• Source data
--------------------

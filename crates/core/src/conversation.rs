// SPDX-License-Identifier: BUSL-1.1
// Copyright (c) 2026 Alfred Jean LLC

//! The conversation and message domain model.
//!
//! A conversation is the append-only log of one coding CLI run. It is
//! identified by a path-encoded id and accumulates messages as its JSONL
//! files grow.

use crate::ids::ConversationId;
use serde::{Deserialize, Serialize};
use std::path::PathBuf;
use std::time::SystemTime;

/// Derived status of a conversation, computed from the tail of its message
/// stream.
#[derive(Debug, Clone, Copy, PartialEq, Eq, Serialize, Deserialize)]
#[serde(rename_all = "snake_case")]
pub enum SessionStatus {
    Idle,
    Working,
    Waiting,
    Error,
}

crate::simple_display! {
    SessionStatus {
        Idle => "idle",
        Working => "working",
        Waiting => "waiting",
        Error => "error",
    }
}

/// A typed content block within a message (the CLI's payload is pass-through
/// JSON; we only distinguish the shapes that affect status derivation).
#[derive(Debug, Clone, Serialize, Deserialize)]
#[serde(tag = "type", rename_all = "snake_case")]
pub enum ContentBlock {
    Text { text: String },
    Thinking { thinking: String },
    ToolUse { name: String, input: serde_json::Value },
    ToolResult { content: serde_json::Value, #[serde(default)] is_error: bool },
}

/// The body of a message: either a bare string or a list of typed blocks.
#[derive(Debug, Clone, Serialize, Deserialize)]
#[serde(untagged)]
pub enum MessageContent {
    Text(String),
    Blocks(Vec<ContentBlock>),
}

/// Token usage folded from `usage-record` messages.
#[derive(Debug, Clone, Default, Serialize, Deserialize)]
pub struct UsageTotals {
    pub input_tokens: u64,
    pub output_tokens: u64,
    pub cache_creation_tokens: u64,
    pub cache_read_tokens: u64,
}

impl UsageTotals {
    pub fn add(&mut self, other: &UsageTotals) {
        self.input_tokens += other.input_tokens;
        self.output_tokens += other.output_tokens;
        self.cache_creation_tokens += other.cache_creation_tokens;
        self.cache_read_tokens += other.cache_read_tokens;
    }
}

/// One tagged message in a conversation's log. Append-only; never mutated.
#[derive(Debug, Clone, Serialize, Deserialize)]
pub struct Message {
    /// Monotonically increasing index within the file it was read from.
    pub index: u64,
    pub timestamp: Option<String>,
    pub role: MessageRole,
    pub content: MessageContent,
    pub parent: Option<u64>,
    pub usage: Option<UsageTotals>,
    pub stop_reason: Option<String>,
}

#[derive(Debug, Clone, Copy, PartialEq, Eq, Serialize, Deserialize)]
#[serde(rename_all = "snake_case")]
pub enum MessageRole {
    User,
    Assistant,
    ToolResult,
    SystemNotice,
    UsageRecord,
}

impl Message {
    /// A message is a *highlight* if it changes visible state: a user
    /// prompt, assistant text, the start of a tool use, a waiting prompt, or
    /// an error.
    pub fn is_highlight(&self) -> bool {
        match self.role {
            MessageRole::User | MessageRole::SystemNotice => true,
            MessageRole::Assistant => match &self.content {
                MessageContent::Text(_) => true,
                MessageContent::Blocks(blocks) => blocks.iter().any(|b| {
                    matches!(b, ContentBlock::Text { .. } | ContentBlock::ToolUse { .. })
                }),
            },
            MessageRole::ToolResult => self.carries_error(),
            MessageRole::UsageRecord => false,
        }
    }

    pub fn carries_error(&self) -> bool {
        if self.stop_reason.as_deref() == Some("error") {
            return true;
        }
        match &self.content {
            MessageContent::Blocks(blocks) => blocks.iter().any(|b| match b {
                ContentBlock::ToolResult { is_error, .. } => *is_error,
                _ => false,
            }),
            MessageContent::Text(_) => false,
        }
    }
}

/// One project's conversation: a chain of JSONL log files plus derived state.
#[derive(Debug, Clone)]
pub struct Conversation {
    pub id: ConversationId,
    pub display_name: String,
    pub project_path: PathBuf,
    /// Log files in chain order (the CLI rotates logs; later files reference
    /// earlier ones via a parent pointer).
    pub log_files: Vec<PathBuf>,
    pub status: SessionStatus,
    pub last_activity: SystemTime,
    pub tail: Vec<Message>,
    /// Set once the CLI's terminal "done" signal has been observed on this
    /// conversation. Unlike [`SessionStatus`], which is recomputed from the
    /// tail on every update, this is sticky for the conversation's lifetime —
    /// a work-group worker bound to this conversation is only ever
    /// `completed` after this flips, never merely because the tail went idle.
    pub completed: bool,
}

impl Conversation {
    pub fn new(project_path: PathBuf, first_log: PathBuf) -> Self {
        let id = ConversationId::from_project_path(&project_path);
        let display_name = project_path
            .file_name()
            .map(|n| n.to_string_lossy().to_string())
            .unwrap_or_else(|| id.as_str().to_string());
        Self {
            id,
            display_name,
            project_path,
            log_files: vec![first_log],
            status: SessionStatus::Working,
            last_activity: SystemTime::now(),
            tail: Vec::new(),
            completed: false,
        }
    }
}

#[cfg(test)]
mod tests {
    use super::*;

    fn text_msg(role: MessageRole, text: &str) -> Message {
        Message {
            index: 0,
            timestamp: None,
            role,
            content: MessageContent::Text(text.to_string()),
            parent: None,
            usage: None,
            stop_reason: None,
        }
    }

    #[test]
    fn user_message_is_always_a_highlight() {
        let msg = text_msg(MessageRole::User, "hello");
        assert!(msg.is_highlight());
    }

    #[test]
    fn usage_record_is_never_a_highlight() {
        let msg = text_msg(MessageRole::UsageRecord, "");
        assert!(!msg.is_highlight());
    }

    #[test]
    fn assistant_text_only_is_a_highlight() {
        let mut msg = text_msg(MessageRole::Assistant, "");
        msg.content = MessageContent::Blocks(vec![ContentBlock::Text { text: "Done!".into() }]);
        assert!(msg.is_highlight());
    }

    #[test]
    fn tool_result_with_error_carries_error() {
        let msg = Message {
            content: MessageContent::Blocks(vec![ContentBlock::ToolResult {
                content: serde_json::json!("boom"),
                is_error: true,
            }]),
            ..text_msg(MessageRole::ToolResult, "")
        };
        assert!(msg.carries_error());
    }

    #[test]
    fn usage_totals_add_accumulates() {
        let mut total = UsageTotals::default();
        total.add(&UsageTotals { input_tokens: 10, output_tokens: 5, cache_creation_tokens: 0, cache_read_tokens: 2 });
        total.add(&UsageTotals { input_tokens: 1, output_tokens: 1, cache_creation_tokens: 3, cache_read_tokens: 0 });
        assert_eq!(total.input_tokens, 11);
        assert_eq!(total.output_tokens, 6);
        assert_eq!(total.cache_creation_tokens, 3);
        assert_eq!(total.cache_read_tokens, 2);
    }
}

--------------------

• Task statement
Each line of the listing that contains the word "None" must be copied.

• Output below
            timestamp: None,
            parent: None,
            usage: None,
            stop_reason: None,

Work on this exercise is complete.